Significant in the proceedings were reports of delegates who told of the results in local areas that had followed protests from their union groups. “Thus,” said one of them, “we did something locally that you gentlemen are here today trying to do nationally. We withdrew from the company organization and set up an independent Negro local. Out of 151 votes of all of the employees of color . . . we carried 136.” This procedure will furnish railroad men the opportunity of welding into a single federation the various units or organized train men scattered through the country. Those who are advantaged by reason of successful local union organization may thus combine their experience and technique for the relief of those not so well protected and at the same time strengthen their own position.

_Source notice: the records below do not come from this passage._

//! Integration tests for the composio-sharepoint CLI
//!
//! These tests run the actual binary and verify output. None of them reach
//! the network: `run` is only exercised on paths that fail before the call.

use assert_cmd::Command;
use predicates::prelude::*;
use std::fs;
use tempfile::TempDir;

/// Get the binary to test
fn cli_cmd() -> Command {
    let mut cmd = Command::cargo_bin("composio-sharepoint").unwrap();
    cmd.env_remove("COMPOSIO_API_KEY")
        .env_remove("COMPOSIO_BASE_URL")
        .env_remove("COMPOSIO_ENTITY_ID")
        .env_remove("COMPOSIO_TIMEOUT_SECS")
        .env("RUST_LOG", "off");
    cmd
}

fn write_node(dir: &TempDir, name: &str, yaml: &str) -> String {
    let path = dir.path().join(name);
    fs::write(&path, yaml).unwrap();
    path.to_str().unwrap().to_string()
}

#[test]
fn test_help_flag() {
    cli_cmd()
        .arg("--help")
        .assert()
        .success()
        .stdout(predicate::str::contains(
            "SharePoint workflow node backed by Composio",
        ));
}

#[test]
fn test_actions_lists_table() {
    cli_cmd()
        .arg("actions")
        .assert()
        .success()
        .stdout(predicate::str::contains("Create Folder"))
        .stdout(predicate::str::contains("SHARE_POINT_SHAREPOINT_REMOVE_USER"))
        .stdout(predicate::str::contains("document_library, folder_name, relative_path"));
}

#[test]
fn test_schema_is_json() {
    let output = cli_cmd().arg("schema").output().unwrap();
    assert!(output.status.success());

    let schema: serde_json::Value = serde_json::from_slice(&output.stdout).unwrap();
    assert_eq!(schema["name"], "SharePointAPI");
    assert_eq!(schema["documentation"], "https://docs.composio.dev/tools/share-point");
}

// ============================================================================
// validate
// ============================================================================

#[test]
fn test_validate_complete_node() {
    let temp_dir = TempDir::new().unwrap();
    let file = write_node(
        &temp_dir,
        "folder.yaml",
        r#"
action:
  - name: Create Folder
fields:
  document_library: Shared Documents
  folder_name: Reports
  relative_path: 2024/Q3
"#,
    );

    cli_cmd()
        .args(["validate", &file])
        .assert()
        .success()
        .stdout(predicate::str::contains("SHARE_POINT_SHAREPOINT_CREATE_FOLDER"))
        .stdout(predicate::str::contains("Fields set: 3"))
        .stdout(predicate::str::contains("not set").not());
}

#[test]
fn test_validate_reports_unset_fields() {
    let temp_dir = TempDir::new().unwrap();
    let file = write_node(
        &temp_dir,
        "user.yaml",
        r#"
action: Create User
fields:
  email: user@example.com
  title: ""
"#,
    );

    cli_cmd()
        .args(["validate", &file])
        .assert()
        .success()
        .stdout(predicate::str::contains("login_name, title"));
}

#[test]
fn test_validate_blank_and_numeric_fields() {
    let temp_dir = TempDir::new().unwrap();
    let file = write_node(
        &temp_dir,
        "list.yaml",
        r#"
action: Create List
fields:
  name: Tasks
  template: 100
  description:
"#,
    );

    cli_cmd()
        .args(["validate", &file])
        .assert()
        .success()
        .stdout(predicate::str::contains("Fields set: 2"))
        .stdout(predicate::str::contains("not set: description"));
}

#[test]
fn test_validate_invalid_action() {
    let temp_dir = TempDir::new().unwrap();
    let file = write_node(&temp_dir, "bad.yaml", "action: Invalid Action\n");

    cli_cmd()
        .args(["validate", &file])
        .assert()
        .failure()
        .stderr(predicate::str::contains("Invalid action: Invalid Action"))
        .stderr(predicate::str::contains("Fix:"));
}

#[test]
fn test_validate_unknown_field() {
    let temp_dir = TempDir::new().unwrap();
    let file = write_node(
        &temp_dir,
        "typo.yaml",
        "action: Find User\nfields:\n  emial: user@example.com\n",
    );

    cli_cmd()
        .args(["validate", &file])
        .assert()
        .failure()
        .stderr(predicate::str::contains("emial"));
}

#[test]
fn test_validate_missing_file() {
    cli_cmd()
        .args(["validate", "/nonexistent/node.yaml"])
        .assert()
        .failure()
        .stderr(predicate::str::contains("IO error"));
}

// ============================================================================
// run
// ============================================================================

#[test]
fn test_run_without_api_key_fails_with_action_name() {
    let temp_dir = TempDir::new().unwrap();
    let file = write_node(
        &temp_dir,
        "find.yaml",
        "action: Find User\nfields:\n  email: user@example.com\n",
    );

    cli_cmd()
        .current_dir(temp_dir.path())
        .args(["run", &file])
        .assert()
        .failure()
        .stderr(predicate::str::contains("Failed to execute Find User"))
        .stderr(predicate::str::contains("COMPOSIO_API_KEY"));
}

#[test]
fn test_run_rejects_insecure_base_url() {
    let temp_dir = TempDir::new().unwrap();
    let file = write_node(&temp_dir, "find.yaml", "action: Find User\n");

    cli_cmd()
        .current_dir(temp_dir.path())
        .env("COMPOSIO_BASE_URL", "http://composio.example.com")
        .args(["run", &file, "--api-key", "k"])
        .assert()
        .failure()
        .stderr(predicate::str::contains("must use https"));
}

Anything short of such an organization is to invite further losses, and ultimate elimination. There is no reason to hope that the dominant labor groups in the transportation service will rescind without coercion the historic practice of refusing membership to Negroes. There is no hope that railroad officials or governmental officials will listen to anything but a consolidated appeal. There is no other way to command public respect or make effective protest. And even if there were some other vehicle, there is no logic in remaining unorganized and, in fact, disorganized when the modern procedure for getting benefits for workers is through the instrumentality of organized effort.
Opportunity, 12 (November, 1934): 346,350.